Your answer should hold every line of the records below that contains the string "REPL".
── Data for this task ──
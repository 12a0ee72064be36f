//! Syntax tree produced by the [`Parser`](crate::parser::Parser).
//!
//! Expressions that name a binding (`Variable`, `Assign`, `This`, `Super`)
//! carry an [`ExprId`].  The resolver keys its side table by that id, so two
//! structurally identical expressions still resolve independently.
//!
//! Function bodies sit behind `Rc` so runtime closures can share them
//! without copying the tree, and so functions defined on one REPL line stay
//! callable after that line's tree is dropped.

use std::rc::Rc;
use std::sync::atomic::{AtomicUsize, Ordering};

use crate::token::Token;

/// Stable identity of a binding‑referencing expression.
#[derive(Debug, Clone, Copy, PartialEq, Eq, Hash, PartialOrd, Ord)]
pub struct ExprId(usize);

static NEXT_EXPR_ID: AtomicUsize = AtomicUsize::new(0);

impl ExprId {
    /// Allocate a process‑unique id.  Ids never repeat across parses, so
    /// resolution tables from successive REPL lines can be merged.
    pub fn fresh() -> Self {
        ExprId(NEXT_EXPR_ID.fetch_add(1, Ordering::Relaxed))
    }

    pub fn index(self) -> usize {
        self.0
    }
}

/// A **literal constant** that appears directly in the source code.
#[derive(Debug, Clone, PartialEq)]
pub enum LiteralValue {
    /// Numeric literal ‑ stored as IEEE‑754 `f64`.
    Number(f64),

    /// String literal without surrounding quotes.
    Str(String),

    True,

    False,

    Nil,
}

/// Every kind of *expression* in Lox.
#[derive(Debug, Clone, PartialEq)]
pub enum Expr {
    Literal(LiteralValue),

    /// Prefix unary operator expression: `!isReady` or `-42`
    Unary {
        operator: Token,
        right: Box<Expr>,
    },

    /// Infix binary operator expression: `a + b`, `x <= y`, `a, b`
    Binary {
        left: Box<Expr>,
        operator: Token,
        right: Box<Expr>,
    },

    /// Short‑circuiting `and` / `or`.
    Logical {
        left: Box<Expr>,
        operator: Token,
        right: Box<Expr>,
    },

    /// `condition ? then_branch : else_branch`
    Conditional {
        condition: Box<Expr>,
        then_branch: Box<Expr>,
        else_branch: Box<Expr>,
    },

    Grouping(Box<Expr>),

    Variable {
        id: ExprId,
        name: Token,
    },

    Assign {
        id: ExprId,
        name: Token,
        value: Box<Expr>,
    },

    Call {
        callee: Box<Expr>,
        /// The closing `)` token ‑ retained for error reporting.
        paren: Token,
        arguments: Vec<Expr>,
    },

    /// object.property
    Get {
        object: Box<Expr>,
        name: Token,
    },

    /// object.property = value
    Set {
        object: Box<Expr>,
        name: Token,
        value: Box<Expr>,
    },

    This {
        id: ExprId,
        keyword: Token,
    },

    /// super.method
    Super {
        id: ExprId,
        keyword: Token,
        method: Token,
    },

    /// Anonymous `fun (params) { body }`.
    Lambda(Rc<FunctionDecl>),
}

/// A function or method: parameters plus body.
#[derive(Debug, Clone, PartialEq)]
pub struct FunctionDecl {
    /// `None` for anonymous functions.
    pub name: Option<Token>,

    /// The `fun` keyword or the method name; used for diagnostics.
    pub keyword: Token,

    pub params: Vec<Token>,

    pub body: Vec<Stmt>,
}

impl FunctionDecl {
    /// Printable name used by `<fn …>`.
    pub fn display_name(&self) -> &str {
        self.name
            .as_ref()
            .map(|t| t.lexeme.as_str())
            .unwrap_or("anonymous")
    }
}

#[derive(Debug, Clone, PartialEq)]
pub struct ClassDecl {
    pub name: Token,

    /// Always an `Expr::Variable` when present.
    pub superclass: Option<Expr>,

    /// Traits listed after `with`, each an `Expr::Variable`.
    pub traits: Vec<Expr>,

    pub methods: Vec<Rc<FunctionDecl>>,

    /// Methods declared with a leading `class`, living on the metaclass.
    pub class_methods: Vec<Rc<FunctionDecl>>,
}

#[derive(Debug, Clone, PartialEq)]
pub struct TraitDecl {
    pub name: Token,
    pub traits: Vec<Expr>,
    pub methods: Vec<Rc<FunctionDecl>>,
}

/// Complete executable constructs.  A program is a sequence of these.
#[derive(Debug, Clone, PartialEq)]
pub enum Stmt {
    Expression(Expr),

    Print(Expr),

    Var {
        name: Token,
        initializer: Option<Expr>,
    },

    Block(Vec<Stmt>),

    If {
        condition: Expr,
        then_branch: Box<Stmt>,
        else_branch: Option<Box<Stmt>>,
    },

    /// Also the target of `for` desugaring.
    While {
        condition: Expr,
        body: Box<Stmt>,
    },

    Break(Token),

    Function(Rc<FunctionDecl>),

    Return {
        keyword: Token,
        value: Option<Expr>,
    },

    Class(ClassDecl),

    Trait(TraitDecl),
}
───
Response =
//! without copying the tree, and so functions defined on one REPL line stay
    /// resolution tables from successive REPL lines can be merged.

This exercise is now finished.